── Records shown ──
use std::path::{Path, PathBuf};
use std::sync::Arc;

use anyhow::{bail, Context, Result};
use grid_client::{
    AgentRunRequest, BatchMonitor, FilePayload, GridClient, LeadQuery, ProgressPoller, SortDir,
};
use grid_core::{BatchId, FileSlot, Msg, ProgressView, RunStatus, UploadStatus};
use grid_logging::grid_info;

use crate::cli::{Command, LeadsArgs, UploadArgs};
use crate::effects::EffectRunner;
use crate::render;
use crate::session::UploadSession;
use crate::settings::Settings;

pub async fn run(command: Command, settings: Settings) -> Result<()> {
    let client = GridClient::new(settings.client.clone()).context("building http client")?;
    grid_info!("Using API base {}", client.config().api_base());

    match command {
        Command::Upload(args) => upload(client, args).await,
        Command::Watch { batch_id } => watch(client, BatchId::new(batch_id)).await,
        Command::Leads(args) => leads(&client, args).await,
        Command::Lead { id } => {
            let lead = client.fetch_lead(&id).await?;
            println!("{}", serde_json::to_string_pretty(&lead)?);
            Ok(())
        }
        Command::Filters => {
            let filters = client.fetch_lead_filters().await?;
            println!("Regions: {}", filters.regions.join(", "));
            println!("Sources: {}", filters.sources.join(", "));
            Ok(())
        }
        Command::Agents => {
            let roster = client.fetch_agent_status().await?;
            for agent in roster.agents {
                println!(
                    "{}. {:<16} {:<10} last run: {}",
                    agent.stage,
                    agent.name,
                    agent.status,
                    agent.last_run.as_deref().unwrap_or("-")
                );
            }
            Ok(())
        }
        Command::UploadLeads { csv } => {
            let file = read_payload(&csv)?;
            let receipt = client.upload_leads_csv(&file).await?;
            println!(
                "Uploaded {}: {} rows, {} columns",
                receipt.filename,
                receipt.rows,
                receipt.columns.len()
            );
            Ok(())
        }
        Command::RunAgent { agent_id, lead } => {
            let request = lead.map(AgentRunRequest::for_lead).unwrap_or_default();
            let run = client.run_agent(&agent_id, &request).await?;
            println!(
                "{} {} at {}",
                run.agent_id,
                run.status,
                run.timestamp.as_deref().unwrap_or("-")
            );
            if let Some(result) = run.result {
                println!("{}", serde_json::to_string_pretty(&result)?);
            }
            Ok(())
        }
        Command::Dashboard => dashboard(&client).await,
        Command::Outputs => {
            for output in client.fetch_agent_outputs().await? {
                println!("{:<32} {:>8} B  {}", output.filename, output.size_bytes, output.agent);
            }
            Ok(())
        }
    }
}

async fn dashboard(client: &GridClient) -> Result<()> {
    let stats = client.fetch_dashboard_stats().await?;
    println!(
        "Leads {}  converted {:.1}%  pipeline {}  emails {} ({:.1}% opened)  agents {}",
        stats.total_leads,
        stats.conversion_rate,
        stats.pipeline_value,
        stats.emails_sent,
        stats.response_rate,
        stats.active_agents
    );

    println!("Priority targets:");
    for target in client.fetch_priority_targets().await? {
        println!(
            "  {} ({}, {})  {}",
            target.name, target.title, target.company, target.signal
        );
    }

    println!("Pipeline:");
    for stage in client.fetch_pipeline().await? {
        println!("  {:<12} {:>5} deals  {:>12.0}", stage.deal_stage, stage.count, stage.value);
    }

    println!("Recent activity:");
    for entry in client.fetch_activity().await?.into_iter().take(10) {
        println!("  {}  {:<18} {}", entry.timestamp, entry.agent, entry.action);
    }
    Ok(())
}

async fn upload(client: GridClient, args: UploadArgs) -> Result<()> {
    let poll_interval = client.config().poll_interval;
    let runner =
        EffectRunner::new(Arc::new(client), poll_interval).with_follow_progress(!args.no_watch);
    let mut session = UploadSession::new(runner);

    for (slot, path) in chosen_files(&args) {
        session.dispatch(Msg::FileSelected { slot, path }).await;
    }
    if let Some(start) = args.start {
        session.dispatch(Msg::StartIndexChanged(start)).await;
    }
    if let Some(end) = args.end {
        session.dispatch(Msg::EndIndexChanged(end)).await;
    }

    if !session.state().is_ready() {
        print_view(&mut session);
        bail!("upload needs all five files");
    }

    session.dispatch(Msg::UploadClicked).await;
    print_view(&mut session);

    let batch_id = match session.state().upload_status() {
        UploadStatus::Succeeded { batch_id } => batch_id.clone(),
        UploadStatus::Failed { message } => bail!("{message}"),
        other => bail!("upload ended in unexpected state {other:?}"),
    };
    if args.no_watch {
        println!("{batch_id}");
        return Ok(());
    }

    let outcome = session
        .follow_progress(ctrl_c(), |view| {
            if let Some(progress) = &view.progress {
                print_lines(render::progress_lines(view.monitored.as_ref(), progress));
            }
        })
        .await;
    report_outcome(&batch_id, outcome)
}

async fn watch(client: GridClient, batch_id: BatchId) -> Result<()> {
    if batch_id.is_blank() {
        bail!("batch id must not be empty");
    }
    let interval = client.config().poll_interval;
    let mut monitor = BatchMonitor::new(ProgressPoller::new(Arc::new(client), interval));
    monitor.watch(Some(batch_id.clone()));

    let Some(mut updates) = monitor.subscribe() else {
        bail!("monitor did not start");
    };
    let shutdown = ctrl_c();
    tokio::pin!(shutdown);

    let outcome = loop {
        tokio::select! {
            _ = &mut shutdown => break None,
            changed = updates.changed() => {
                if changed.is_err() {
                    break None;
                }
                let Some(progress) = updates.borrow_and_update().clone() else {
                    continue;
                };
                print_lines(render::progress_lines(
                    Some(&batch_id),
                    &ProgressView::from_progress(&progress),
                ));
                if progress.is_terminal() {
                    break Some(progress.status);
                }
            }
        }
    };

    monitor.stop();
    report_outcome(&batch_id, outcome)
}

async fn leads(client: &GridClient, args: LeadsArgs) -> Result<()> {
    let query = LeadQuery {
        page: args.page,
        page_size: args.page_size,
        batch_id: args.batch.map(BatchId::new),
        search: args.search,
        region: args.region,
        lead_source: args.source,
        sort_by: args.sort_by,
        sort_dir: if args.desc { SortDir::Desc } else { SortDir::Asc },
    };
    let page = client.fetch_leads(&query).await?;
    println!(
        "Page {}/{} ({} leads)",
        page.page,
        page.total_pages.max(1),
        page.total
    );
    for lead in page.leads {
        println!("{}", serde_json::Value::Object(lead));
    }
    Ok(())
}

fn report_outcome(batch_id: &BatchId, outcome: Option<RunStatus>) -> Result<()> {
    match outcome {
        Some(RunStatus::Completed) => {
            println!("Batch {batch_id} completed");
            Ok(())
        }
        Some(status) => bail!("batch {batch_id} finished with status {status}"),
        None => {
            println!("Stopped following batch {batch_id}");
            Ok(())
        }
    }
}

fn chosen_files(args: &UploadArgs) -> Vec<(FileSlot, PathBuf)> {
    let candidates = [
        (FileSlot::AgentMapping, &args.agent_mapping),
        (FileSlot::CrmPipeline, &args.crm_pipeline),
        (FileSlot::EmailLogs, &args.email_logs),
        (FileSlot::LeadsData, &args.leads_data),
        (FileSlot::SalesPipeline, &args.sales_pipeline),
    ];
    candidates
        .into_iter()
        .filter_map(|(slot, path)| path.clone().map(|path| (slot, path)))
        .collect()
}

fn read_payload(path: &Path) -> Result<FilePayload> {
    FilePayload::from_path(path).with_context(|| format!("reading {}", path.display()))
}

fn print_view(session: &mut UploadSession) {
    if let Some(view) = session.take_view() {
        print_lines(render::upload_lines(&view));
    }
}

fn print_lines(lines: Vec<String>) {
    for line in lines {
        println!("{line}");
    }
}

async fn ctrl_c() {
    // If the handler cannot be installed, follow until the batch finishes.
    if tokio::signal::ctrl_c().await.is_err() {
        std::future::pending::<()>().await;
    }
}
───
→ Problem
Within the material above, extract exactly the lines that start at the line containing "for agent in" and stop after the line containing "let receipt = client.upload_leads_csv(&file).await?;", and only those.

→ Exercise answer
            for agent in roster.agents {
                println!(
                    "{}. {:<16} {:<10} last run: {}",
                    agent.stage,
                    agent.name,
                    agent.status,
                    agent.last_run.as_deref().unwrap_or("-")
                );
            }
            Ok(())
        }
        Command::UploadLeads { csv } => {
            let file = read_payload(&csv)?;
            let receipt = client.upload_leads_csv(&file).await?;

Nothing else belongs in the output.